'''
#[tokio::test]
async fn test_keys_drive_paging_and_row_actions() {
    init_logger();
    let source = Arc::new(FakeSource::with_pages(vec![vec![5, 3], vec![1]]));
    let mut m = model(&source, 2);
    let cmd = m.init();
    drive(&mut m, cmd).await;

    let cmd = m.update(key(KeyCode::Down));
    assert!(cmd.is_none());
    assert_eq!(m.selected_row().map(|r| r.item.id), Some(3));
    let cmd = m.update(key(KeyCode::Down));
    assert!(cmd.is_none());
    assert_eq!(m.cursor(), 1);

    let cmd = m.update(key(KeyCode::Char('x')));
    drive(&mut m, cmd).await;
    assert!(m.items()[1].deleted);
    assert_eq!(m.cursor(), 0);

    let cmd = m.update(key(KeyCode::Char('l')));
    drive(&mut m, cmd).await;
    assert_eq!(m.page(), 2);
    assert_eq!(ids(&m.visible_items()), vec![1]);

    let cmd = m.update(key(KeyCode::Char('d')));
    drive(&mut m, cmd).await;
    assert_eq!(m.items()[2].status, Status::Disabled);

    let cmd = m.update(key(KeyCode::Left));
    drive(&mut m, cmd).await;
    assert_eq!(m.page(), 1);

    let cmd = m.update(key(KeyCode::Char('r')));
    assert!(cmd.is_some());
    drive(&mut m, cmd).await;
    assert_eq!(source.requested(), vec![0, 1, 0]);
}

#[tokio::test]
async fn test_view_shows_rows_and_status() {
    let source = Arc::new(FakeSource::with_pages(vec![vec![5, 3], vec![1]]));
    let mut m = model(&source, 2);
    assert!(plain(&m.view()).contains("No channels."));

    let cmd = m.init();
    assert!(plain(&m.view()).contains("Loading…"));
    drive(&mut m, cmd).await;

    let cmd = m.apply_action(&3, Action::Disable, 1, 1).unwrap();
    let view = plain(&m.view());
    assert!(view.contains("Channels"));
    assert!(view.contains("> activated"));
    assert!(view.contains("#5 ch-5"));
    assert!(view.contains("not tested"));
    assert!(view.contains("…"));
    assert!(view.contains("1/2"));
    assert!(view.contains("2 channels loaded"));
    drive(&mut m, cmd).await;

    let view = plain(&m.view());
    assert!(view.contains("disabled"));
    assert!(view.contains("Operation completed successfully"));
    assert!(view.contains("x delete"));
}

#[tokio::test]
async fn test_view_shows_search_keyword() {
    let mut source = FakeSource::default();
    source.results.insert("gpt".to_string(), channels(&[4]));
    let source = Arc::new(source);
    let mut m = model(&source, 2);
    let cmd = m.submit_search("gpt");
    drive(&mut m, Some(cmd)).await;

    let view = plain(&m.view());
    assert!(view.contains("search: gpt"));
    assert!(view.contains("1 channel found"));
    assert!(view.contains("1/1"));
}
'''
INSTRUCTIONS FOR THE TASK – In your reply, restate exactly the lines from the start of the records above through the line holding "async fn test_view_shows_search_keyword()", including both, and nothing else.

REPLY TO THE TASK –
#[tokio::test]
async fn test_keys_drive_paging_and_row_actions() {
    init_logger();
    let source = Arc::new(FakeSource::with_pages(vec![vec![5, 3], vec![1]]));
    let mut m = model(&source, 2);
    let cmd = m.init();
    drive(&mut m, cmd).await;

    let cmd = m.update(key(KeyCode::Down));
    assert!(cmd.is_none());
    assert_eq!(m.selected_row().map(|r| r.item.id), Some(3));
    let cmd = m.update(key(KeyCode::Down));
    assert!(cmd.is_none());
    assert_eq!(m.cursor(), 1);

    let cmd = m.update(key(KeyCode::Char('x')));
    drive(&mut m, cmd).await;
    assert!(m.items()[1].deleted);
    assert_eq!(m.cursor(), 0);

    let cmd = m.update(key(KeyCode::Char('l')));
    drive(&mut m, cmd).await;
    assert_eq!(m.page(), 2);
    assert_eq!(ids(&m.visible_items()), vec![1]);

    let cmd = m.update(key(KeyCode::Char('d')));
    drive(&mut m, cmd).await;
    assert_eq!(m.items()[2].status, Status::Disabled);

    let cmd = m.update(key(KeyCode::Left));
    drive(&mut m, cmd).await;
    assert_eq!(m.page(), 1);

    let cmd = m.update(key(KeyCode::Char('r')));
    assert!(cmd.is_some());
    drive(&mut m, cmd).await;
    assert_eq!(source.requested(), vec![0, 1, 0]);
}

#[tokio::test]
async fn test_view_shows_rows_and_status() {
    let source = Arc::new(FakeSource::with_pages(vec![vec![5, 3], vec![1]]));
    let mut m = model(&source, 2);
    assert!(plain(&m.view()).contains("No channels."));

    let cmd = m.init();
    assert!(plain(&m.view()).contains("Loading…"));
    drive(&mut m, cmd).await;

    let cmd = m.apply_action(&3, Action::Disable, 1, 1).unwrap();
    let view = plain(&m.view());
    assert!(view.contains("Channels"));
    assert!(view.contains("> activated"));
    assert!(view.contains("#5 ch-5"));
    assert!(view.contains("not tested"));
    assert!(view.contains("…"));
    assert!(view.contains("1/2"));
    assert!(view.contains("2 channels loaded"));
    drive(&mut m, cmd).await;

    let view = plain(&m.view());
    assert!(view.contains("disabled"));
    assert!(view.contains("Operation completed successfully"));
    assert!(view.contains("x delete"));
}

#[tokio::test]
async fn test_view_shows_search_keyword() {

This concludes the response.